Além disso, o espaço foi utilizado por muito tempo como um depósito de lixo. Quem vive nos arredores do imóvel não esconde que está acuado, com receio de deixar a casa sozinha ou de ser agredido quando caminha pela rua. A reportagem do Jornal NH esteve no local na manhã desta terça-feira (5) e conversou com algumas pessoas que relataram as situações de pavor, mas não quiseram se identificar com medo de sofrer represália.

Portas chumbadas e térreo

GES
Pessoas na parte superior do prédio
Ao visitar o endereço na manhã desta terça, a reportagem encontrou um cenário diferente em relação às outras vezes que esteve no mesmo local. Não havia acúmulo de lixo ao redor do prédio e as portas de ferro que dão acesso à área interna estavam chumbadas. Já na parte do térreo, onde há um cercamento de concreto, foram colocadas grades de ferro para impedir o acesso de pessoas pelo vão livre. Também não foi vista nenhuma pessoa no interior do edifício.

Mas os resquícios de que o espaço foi invadido são visíveis. Há restos de roupas, calçados, garrafas e latas e bebida, além de tocos de cigarro e inúmeras embalagens de preservativos. Na parede, que fica ao lado da Rua Cristóvão, os tijolos foram quebrados em determinados pontos, dando a impressão de que a estrutura é escalada, para assim se ter acesso ao próximo andar, garantindo a entrada no prédio. Já no asfalto e na calçada, cacos de tijolos e de restos de construção dão pistas de que objetos são arremessados do alto da construção.

O drama dos moradores

Diariamente, quem vive nos arredores do prédio observa o vai e vem de gente de todas as idades e classes sociais no interior do local. Um morador conta que, com a greve das escolas estaduais, muitos estudantes também eram vistos no endereço. Um vendedor aposentado de 64 anos precisou consertar a cobertura da casa porque várias telhas já foram quebradas. “A gente não sai de casa com medo do que pode acontecer”, desabafa. Outra moradora comenta que, além da questão da segurança de quem tem endereço fixo no Vila Rosa, a integridade física dos próprios invasores está em jogo. “Eles se penduram nas beiradas e a gente fica com o coração na mão, achando que vai cair a qualquer momento. Pode acontecer uma tragédia”, diz.

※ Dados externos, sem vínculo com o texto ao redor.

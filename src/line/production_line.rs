// src/line/production_line.rs

use std::collections::HashMap;
use std::fmt;
use std::sync::{Arc, Mutex, MutexGuard};

use tracing::{debug, info, warn};

use crate::config::LineConfig;
use crate::deferred::{Deferred, Promise};
use crate::errors::{FlowError, Result};
use crate::exec::{Performer, SerialQueue, Service};
use crate::stage::Progression;

use super::core::{Completed, ItemId, LineCore, LineSnapshot};

/// Bounded-concurrency queue of progressions.
///
/// At most `max_count` items run at once; the rest wait in FIFO order. All
/// bookkeeping happens in jobs on one private [`SerialQueue`], so a
/// completion, the capacity computation and the launch of replacement items
/// form a single serialized step. Items themselves run on the line's
/// performer.
///
/// Cloning yields another handle to the same line.
pub struct ProductionLine<P: Progression> {
    shared: Arc<Shared<P>>,
}

impl<P: Progression> Clone for ProductionLine<P> {
    fn clone(&self) -> Self {
        Self {
            shared: Arc::clone(&self.shared),
        }
    }
}

struct Shared<P: Progression> {
    context: SerialQueue,
    performer: Performer,
    state: Mutex<LineState<P>>,
}

struct LineState<P: Progression> {
    core: LineCore<P, P::Output>,
    /// Submitters waiting on a specific item.
    waiters: HashMap<ItemId, Promise<P::Output>>,
    /// Callers waiting for the line to run dry.
    drains: Vec<Promise<Vec<Completed<P::Output>>>>,
}

impl<P: Progression> fmt::Debug for ProductionLine<P> {
    fn fmt(&self, f: &mut fmt::Formatter<'_>) -> fmt::Result {
        f.debug_struct("ProductionLine")
            .field("label", &self.shared.context.label())
            .field("snapshot", &self.snapshot())
            .finish()
    }
}

impl<P: Progression> ProductionLine<P> {
    /// Create a line running at most `max_count` items at once.
    ///
    /// `max_count == 0` is rejected with `FlowError::InvalidCapacity`.
    pub fn new(max_count: usize, performer: Performer) -> Result<Self> {
        Self::with_label("production-line", max_count, performer)
    }

    pub fn with_label(label: impl Into<String>, max_count: usize, performer: Performer) -> Result<Self> {
        let core = LineCore::new(max_count)?;
        let label = label.into();
        info!(line = %label, max_count, "production line created");
        Ok(Self {
            shared: Arc::new(Shared {
                context: SerialQueue::new(label),
                performer,
                state: Mutex::new(LineState {
                    core,
                    waiters: HashMap::new(),
                    drains: Vec::new(),
                }),
            }),
        })
    }

    pub fn from_config(config: &LineConfig, performer: Performer) -> Result<Self> {
        let line = Self::new(config.max_concurrent, performer)?;
        if config.start_suspended {
            line.suspend();
        }
        Ok(line)
    }

    pub fn max_count(&self) -> usize {
        self.shared.lock().core.max_count()
    }

    /// Queue progressions; each starts immediately while capacity remains.
    ///
    /// Items added to a draining line are dropped with a warning.
    pub fn add<I>(&self, progressions: I)
    where
        I: IntoIterator<Item = P>,
    {
        let items: Vec<P> = progressions.into_iter().collect();
        self.schedule(move |shared| {
            let mut refused = Vec::new();
            let started = {
                let mut state = shared.lock();
                for item in items {
                    if let Err(rejected) = state.core.enqueue(item) {
                        warn!(
                            line = %shared.context.label(),
                            error = %rejected.error,
                            "rejected item"
                        );
                        refused.push(rejected.item);
                    }
                }
                state.core.activate_next()
            };
            // Progressions may touch the line when dropped.
            drop(refused);
            shared.launch(started);
            shared.settle_drains();
        });
    }

    /// Queue one progression and receive its result.
    pub fn submit(&self, progression: P) -> Deferred<P::Output> {
        let (promise, deferred) = Deferred::promise();
        self.schedule(move |shared| {
            let mut state = shared.lock();
            match state.core.enqueue(progression) {
                Ok(id) => {
                    state.waiters.insert(id, promise);
                    let started = state.core.activate_next();
                    drop(state);
                    shared.launch(started);
                }
                Err(rejected) => {
                    drop(state);
                    drop(rejected.item);
                    promise.fail(rejected.error);
                }
            }
        });
        deferred
    }

    /// Drop queued, not-yet-started work. Running items are unaffected;
    /// dropped `submit` callers receive `FlowError::Cancelled`.
    pub fn clear_pending(&self) {
        self.schedule(|shared| {
            let (items, cancelled) = {
                let mut state = shared.lock();
                let dropped = state.core.clear_pending();
                let mut items = Vec::with_capacity(dropped.len());
                let mut cancelled = Vec::new();
                for (id, item) in dropped {
                    items.push(item);
                    cancelled.extend(state.waiters.remove(&id));
                }
                (items, cancelled)
            };
            drop(items);
            for promise in cancelled {
                promise.fail(FlowError::Cancelled);
            }
            shared.settle_drains();
        });
    }

    /// Pause bookkeeping. Adds and completions queue up until `resume`;
    /// items already running keep running.
    pub fn suspend(&self) {
        debug!(line = %self.shared.context.label(), "suspending production line");
        self.shared.context.suspend();
    }

    pub fn resume(&self) {
        debug!(line = %self.shared.context.label(), "resuming production line");
        self.shared.context.resume();
    }

    pub fn is_suspended(&self) -> bool {
        self.shared.context.is_suspended()
    }

    /// Remove and return results of finished `add`ed items, in completion
    /// order.
    pub fn take_completed(&self) -> Deferred<Vec<Completed<P::Output>>> {
        let (promise, deferred) = Deferred::promise();
        self.schedule(move |shared| {
            let taken = shared.lock().core.take_completed();
            promise.succeed(taken);
        });
        deferred
    }

    /// Close the line and wait for it to run dry.
    ///
    /// Later `add`/`submit` calls are refused with `FlowError::Closed`.
    /// Active and pending items still run to completion; call
    /// [`clear_pending`](Self::clear_pending) first to discard queued work.
    /// Resolves with every completed result not yet taken.
    pub fn drain(&self) -> Deferred<Vec<Completed<P::Output>>> {
        let (promise, deferred) = Deferred::promise();
        self.schedule(move |shared| {
            {
                let mut state = shared.lock();
                state.core.close();
                state.drains.push(promise);
            }
            info!(line = %shared.context.label(), "production line draining");
            shared.settle_drains();
        });
        deferred
    }

    /// Current collection sizes.
    pub fn snapshot(&self) -> LineSnapshot {
        self.shared.lock().core.snapshot()
    }

    fn schedule<F>(&self, job: F)
    where
        F: FnOnce(&Arc<Shared<P>>) + Send + 'static,
    {
        let shared = Arc::clone(&self.shared);
        self.shared.context.run(Box::new(move || job(&shared)));
    }
}

impl<P: Progression> Shared<P> {
    fn lock(&self) -> MutexGuard<'_, LineState<P>> {
        self.state.lock().unwrap_or_else(|poisoned| poisoned.into_inner())
    }

    /// Start items the core just moved to `active`.
    fn launch(self: &Arc<Self>, started: Vec<(ItemId, P)>) {
        for (id, item) in started {
            debug!(line = %self.context.label(), id, "starting item");
            let shared = Arc::clone(self);
            item.deferred(Performer::clone(&self.performer), None)
                .perform(move |result| {
                    let owner = Arc::clone(&shared);
                    shared
                        .context
                        .run(Box::new(move || owner.finish(id, result)));
                });
        }
    }

    /// Completion protocol: retire, record, refill. Runs on the context.
    fn finish(self: &Arc<Self>, id: ItemId, result: Result<P::Output>) {
        match &result {
            Ok(_) => debug!(line = %self.context.label(), id, "item finished"),
            Err(err) => debug!(line = %self.context.label(), id, error = %err, "item failed"),
        }

        let (waiter, result, started) = {
            let mut state = self.lock();
            match state.waiters.remove(&id) {
                Some(promise) => {
                    let started = state.core.complete_delivered(id);
                    (Some(promise), Some(result), started)
                }
                None => {
                    let started = state.core.complete(id, result);
                    (None, None, started)
                }
            }
        };

        if let (Some(promise), Some(result)) = (waiter, result) {
            promise.resolve(result);
        }
        self.launch(started);
        self.settle_drains();
    }

    /// Resolve drain callers once the closed line has no work left.
    fn settle_drains(&self) {
        let (drains, results) = {
            let mut state = self.lock();
            if state.drains.is_empty() || !state.core.is_closed() || !state.core.is_idle() {
                return;
            }
            let drains = std::mem::take(&mut state.drains);
            (drains, state.core.take_completed())
        };

        info!(line = %self.context.label(), results = results.len(), "production line drained");
        let mut results = Some(results);
        for promise in drains {
            promise.succeed(results.take().unwrap_or_default());
        }
    }
}
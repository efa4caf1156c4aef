// src/line/mod.rs

//! Bounded-concurrency scheduling.
//!
//! The pure bookkeeping lives in [`core`]; the serialized async shell that
//! launches items and delivers results is [`production_line`].

pub mod core;
pub mod production_line;

pub use self::core::{Completed, ItemId, ItemLocation, LineCore, LineSnapshot, Rejected};
pub use production_line::ProductionLine;
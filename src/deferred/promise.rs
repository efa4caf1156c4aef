// src/deferred/promise.rs

//! Write end of a pending [`Deferred`].
//!
//! The promise and its deferred share one slot. Whichever side arrives second
//! (the `resolve` call or the `perform` call) delivers the result, outside the
//! slot lock.

use std::sync::{Arc, Mutex, MutexGuard};

use crate::deferred::{Continuation, Deferred};
use crate::errors::{FlowError, Result};

enum Slot<T> {
    Empty,
    Waiting(Continuation<T>),
    Resolved(Result<T>),
    Delivered,
}

type Shared<T> = Arc<Mutex<Slot<T>>>;

fn lock<T>(shared: &Shared<T>) -> MutexGuard<'_, Slot<T>> {
    shared.lock().unwrap_or_else(|poisoned| poisoned.into_inner())
}

/// Resolves the paired [`Deferred`] exactly once.
///
/// Dropping an unresolved promise resolves its deferred with
/// [`FlowError::Abandoned`].
pub struct Promise<T> {
    shared: Option<Shared<T>>,
}

pub(crate) fn pair<T: Send + 'static>() -> (Promise<T>, Deferred<T>) {
    let shared: Shared<T> = Arc::new(Mutex::new(Slot::Empty));
    let reader = Arc::clone(&shared);

    let deferred = Deferred::future(move |cont: Continuation<T>| {
        let mut slot = lock(&reader);
        match std::mem::replace(&mut *slot, Slot::Delivered) {
            Slot::Empty => *slot = Slot::Waiting(cont),
            Slot::Resolved(result) => {
                drop(slot);
                cont.resume(result);
            }
            // A deferred is performed at most once, so nothing is waiting yet.
            Slot::Waiting(_) | Slot::Delivered => {
                drop(slot);
                cont.fail(FlowError::Abandoned);
            }
        }
    });

    (
        Promise {
            shared: Some(shared),
        },
        deferred,
    )
}

impl<T> Promise<T> {
    pub fn resolve(mut self, result: Result<T>) {
        if let Some(shared) = self.shared.take() {
            deliver(&shared, result);
        }
    }

    pub fn succeed(self, value: T) {
        self.resolve(Ok(value));
    }

    pub fn fail(self, err: FlowError) {
        self.resolve(Err(err));
    }
}

fn deliver<T>(shared: &Shared<T>, result: Result<T>) {
    let mut slot = lock(shared);
    match std::mem::replace(&mut *slot, Slot::Delivered) {
        Slot::Empty => *slot = Slot::Resolved(result),
        Slot::Waiting(cont) => {
            drop(slot);
            cont.resume(result);
        }
        other => *slot = other,
    }
}

impl<T> Drop for Promise<T> {
    fn drop(&mut self) {
        if let Some(shared) = self.shared.take() {
            deliver(&shared, Err(FlowError::Abandoned));
        }
    }
}

impl<T> std::fmt::Debug for Promise<T> {
    fn fmt(&self, f: &mut std::fmt::Formatter<'_>) -> std::fmt::Result {
        f.debug_struct("Promise")
            .field("resolved", &self.shared.is_none())
            .finish()
    }
}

Já foi notíciaJá foi notíciaEntenda o caso

O edifício está abandonado há cerca de 22 anos. Uma construtora comprou o terreno e, em parceria com outra empresa, vendeu os apartamentos. Mas a obra foi hipotecada junto a um banco para captar recursos. Como a dívida não foi paga, o banco se tornou o credor hipotecário do prédio, e os condôminos que compraram apartamentos ficaram sem receber imóvel nenhum. A situação é discutida na Justiça por banco e condôminos desde 2003.

Procurada pela reportagem, a Brigada Militar não se manifestou a respeito. A prefeitura afirmou, em comunicado, que "não há novidades sobre este assunto, pois ainda aguarda-se a manifestação do STF com relação a responsabilidade dos sucessores".